# Going to caesar creek scouting muskie



## fishcrazy (Apr 6, 2004)

I going to cast everything in my box(65 lures) till my arm falls off, or i catch a muskie or two,four or eight. Going about nine or ten.
fishcrazy


----------



## fishcrazy (Apr 6, 2004)

Tommorow morning lauching at well man.


----------



## Alter (Apr 8, 2004)

Might want to launch at the other end of the lake. I was out there last Saturday and the baitfish were really concentrated at the upper end of the lake. The lake down by the dam was devoid of life...we had a hard time even finding any fish on the electronics at that end of the lake. I cast jerkbaits for several hours but couldn't find any takers not even a follow. We eventually gave up on muskie and tried for some crappie or s-eyes and couldn't find them either  By that point we had worked our way down to the dam area and didn't want to trek all the way back to the other end of the lake where the fish seemed to be (the wind was brutal by that point too which wasn't helping). The lake was still too shallow to fish back in Buck Run cove last weekend and that's the spot I really wanted to hit. I should have just waded that area. 

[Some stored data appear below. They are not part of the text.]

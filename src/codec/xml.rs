//! XML rendering and parsing
//!
//! Wire documents travel as UTF-8 XML. Rendering walks the ordered tree;
//! parsing is event-driven and rejects anything the protocol never
//! produces (mixed content, bare top-level text). Attributes are ignored
//! on input — the command schemas are element-only.

use quick_xml::events::{BytesDecl, BytesEnd, BytesStart, BytesText, Event};
use quick_xml::{Reader, Writer};

use crate::error::{OciError, Result};
use super::document::{WireDocument, WireElement, WireValue};

/// Render a wire document to XML bytes
pub fn to_xml(document: &WireDocument) -> Result<Vec<u8>> {
    let mut writer = Writer::new(Vec::new());

    writer
        .write_event(Event::Decl(BytesDecl::new("1.0", Some("UTF-8"), None)))
        .map_err(write_err)?;
    write_element(&mut writer, &document.root)?;

    Ok(writer.into_inner())
}

fn write_element(writer: &mut Writer<Vec<u8>>, element: &WireElement) -> Result<()> {
    match &element.value {
        WireValue::Text(text) if text.is_empty() => {
            writer
                .write_event(Event::Empty(BytesStart::new(element.name.as_str())))
                .map_err(write_err)?;
        }
        WireValue::Text(text) => {
            writer
                .write_event(Event::Start(BytesStart::new(element.name.as_str())))
                .map_err(write_err)?;
            writer
                .write_event(Event::Text(BytesText::new(text)))
                .map_err(write_err)?;
            writer
                .write_event(Event::End(BytesEnd::new(element.name.as_str())))
                .map_err(write_err)?;
        }
        WireValue::Children(children) if children.is_empty() => {
            writer
                .write_event(Event::Empty(BytesStart::new(element.name.as_str())))
                .map_err(write_err)?;
        }
        WireValue::Children(children) => {
            writer
                .write_event(Event::Start(BytesStart::new(element.name.as_str())))
                .map_err(write_err)?;
            for child in children {
                write_element(writer, child)?;
            }
            writer
                .write_event(Event::End(BytesEnd::new(element.name.as_str())))
                .map_err(write_err)?;
        }
    }
    Ok(())
}

fn write_err<E: std::fmt::Display>(e: E) -> OciError {
    OciError::MalformedDocument(format!("XML write failed: {}", e))
}

/// Parse XML bytes into a wire document
pub fn from_xml(bytes: &[u8]) -> Result<WireDocument> {
    let text = std::str::from_utf8(bytes)
        .map_err(|e| OciError::MalformedDocument(format!("not UTF-8: {}", e)))?;

    let mut reader = Reader::from_str(text);
    reader.config_mut().trim_text(true);

    // Elements under construction; completed children attach to the top
    let mut stack: Vec<PartialElement> = Vec::new();
    let mut root: Option<WireElement> = None;

    loop {
        let event = reader
            .read_event()
            .map_err(|e| OciError::MalformedDocument(format!("XML parse failed: {}", e)))?;

        match event {
            Event::Start(start) => {
                stack.push(PartialElement::new(element_name(&start)?));
            }
            Event::Empty(start) => {
                let element = WireElement::text(element_name(&start)?, "");
                attach(&mut stack, &mut root, element)?;
            }
            Event::Text(text) => {
                let text = text
                    .unescape()
                    .map_err(|e| OciError::MalformedDocument(format!("bad text: {}", e)))?;
                let current = stack.last_mut().ok_or_else(|| {
                    OciError::MalformedDocument("text outside the root element".to_string())
                })?;
                current.set_text(text.into_owned())?;
            }
            Event::CData(cdata) => {
                let text = String::from_utf8(cdata.into_inner().into_owned())
                    .map_err(|e| OciError::MalformedDocument(format!("bad CDATA: {}", e)))?;
                let current = stack.last_mut().ok_or_else(|| {
                    OciError::MalformedDocument("CDATA outside the root element".to_string())
                })?;
                current.set_text(text)?;
            }
            Event::End(_) => {
                let finished = stack.pop().ok_or_else(|| {
                    OciError::MalformedDocument("unbalanced close tag".to_string())
                })?;
                attach(&mut stack, &mut root, finished.finish())?;
            }
            Event::Eof => break,
            // Declarations, comments, processing instructions and DTDs
            // carry no payload data
            _ => {}
        }
    }

    if !stack.is_empty() {
        return Err(OciError::MalformedDocument(
            "document ended with unclosed elements".to_string(),
        ));
    }

    root.map(|root| WireDocument { root })
        .ok_or_else(|| OciError::MalformedDocument("empty document".to_string()))
}

fn element_name(start: &BytesStart<'_>) -> Result<String> {
    std::str::from_utf8(start.name().as_ref())
        .map(|s| s.to_string())
        .map_err(|e| OciError::MalformedDocument(format!("bad element name: {}", e)))
}

fn attach(
    stack: &mut [PartialElement],
    root: &mut Option<WireElement>,
    element: WireElement,
) -> Result<()> {
    match stack.last_mut() {
        Some(parent) => parent.push_child(element),
        None => {
            if root.is_some() {
                return Err(OciError::MalformedDocument(
                    "multiple root elements".to_string(),
                ));
            }
            *root = Some(element);
            Ok(())
        }
    }
}

/// An open element whose content is still arriving
struct PartialElement {
    name: String,
    text: Option<String>,
    children: Vec<WireElement>,
}

impl PartialElement {
    fn new(name: String) -> Self {
        Self {
            name,
            text: None,
            children: Vec::new(),
        }
    }

    fn set_text(&mut self, text: String) -> Result<()> {
        if !self.children.is_empty() {
            return Err(OciError::MalformedDocument(format!(
                "{}: mixed text and element content",
                self.name
            )));
        }
        match &mut self.text {
            // Adjacent text runs (entity boundaries) concatenate
            Some(existing) => existing.push_str(&text),
            None => self.text = Some(text),
        }
        Ok(())
    }

    fn push_child(&mut self, child: WireElement) -> Result<()> {
        if self.text.is_some() {
            return Err(OciError::MalformedDocument(format!(
                "{}: mixed text and element content",
                self.name
            )));
        }
        self.children.push(child);
        Ok(())
    }

    fn finish(self) -> WireElement {
        match self.text {
            Some(text) => WireElement::text(self.name, text),
            None if self.children.is_empty() => WireElement::text(self.name, ""),
            None => WireElement::parent(self.name, self.children),
        }
    }
}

Hope you have better luck,
Steve


----------



## mrfishohio (Apr 5, 2004)

Did you happen to note the temp of the water there ?? Thanks, Jim


----------



## Alter (Apr 8, 2004)

mrfishohio said:


> Did you happen to note the temp of the water there ?? Thanks, Jim


We were seeing as high as mid to upper 50's at the upper end of the lake. I think we saw lower 50's on the shoreline directly across the lake from Wellman and as low as upper 40s in places that were getting wind swept. We also taked to another guy who reported upper 50's in jonah's run cove but we didn't go back there.


----------



## Freeze (Apr 10, 2004)

Are the docks out? Thanks...


----------



## Alter (Apr 8, 2004)

Dad says the docks are in at Wellman, not sure about the rest. 

Steve


----------



## mrfishohio (Apr 5, 2004)

Thanks for the temp report, that tells me I can get into some white bass. At 51 to 55° I almost always locate a school somewhere.


----------



## Alter (Apr 8, 2004)

Fishcrazy, how did the muskie hunt go? And did you notice if the ramps are in all over the lake or just Wellman?

Thanks,
Steve


----------



## skipjack11 (Apr 12, 2004)

Now that I'm finally registered I'll fill you in. I muskie fished the North pool about 2 hours I think on 4/7/04 . Water was 59deg. at creek mouth. Docks weren't in yet. I had one hit on a 5"Crane and caught a 14" on a #5 Mepps. I went again Saturday afternoon for 4 hours and got skunked. Water temp. had dropped nearly 2 deg. and it was murkier in the creek. I did manage to break a rod tip(my fault),get a couple of backlashes,and nearly hook a couple of squirrels.Not one of my better days.I put in at Compton Road(creek) so I don't know if they had docks in.


----------



## Alter (Apr 8, 2004)

Glad to see you made it here Skipjack. Thanks for the report too.

Steve


----------



## catking (Apr 5, 2004)

All I can say is it's GREAT to have you show up. You were missed  DA KING !!!


----------



## gonfishn (Apr 14, 2004)

Going to hit Cowan Friday and do some gator huntn...With all this rain water clarity at Alum Creek is fair so will do some trolling closer to home...


----------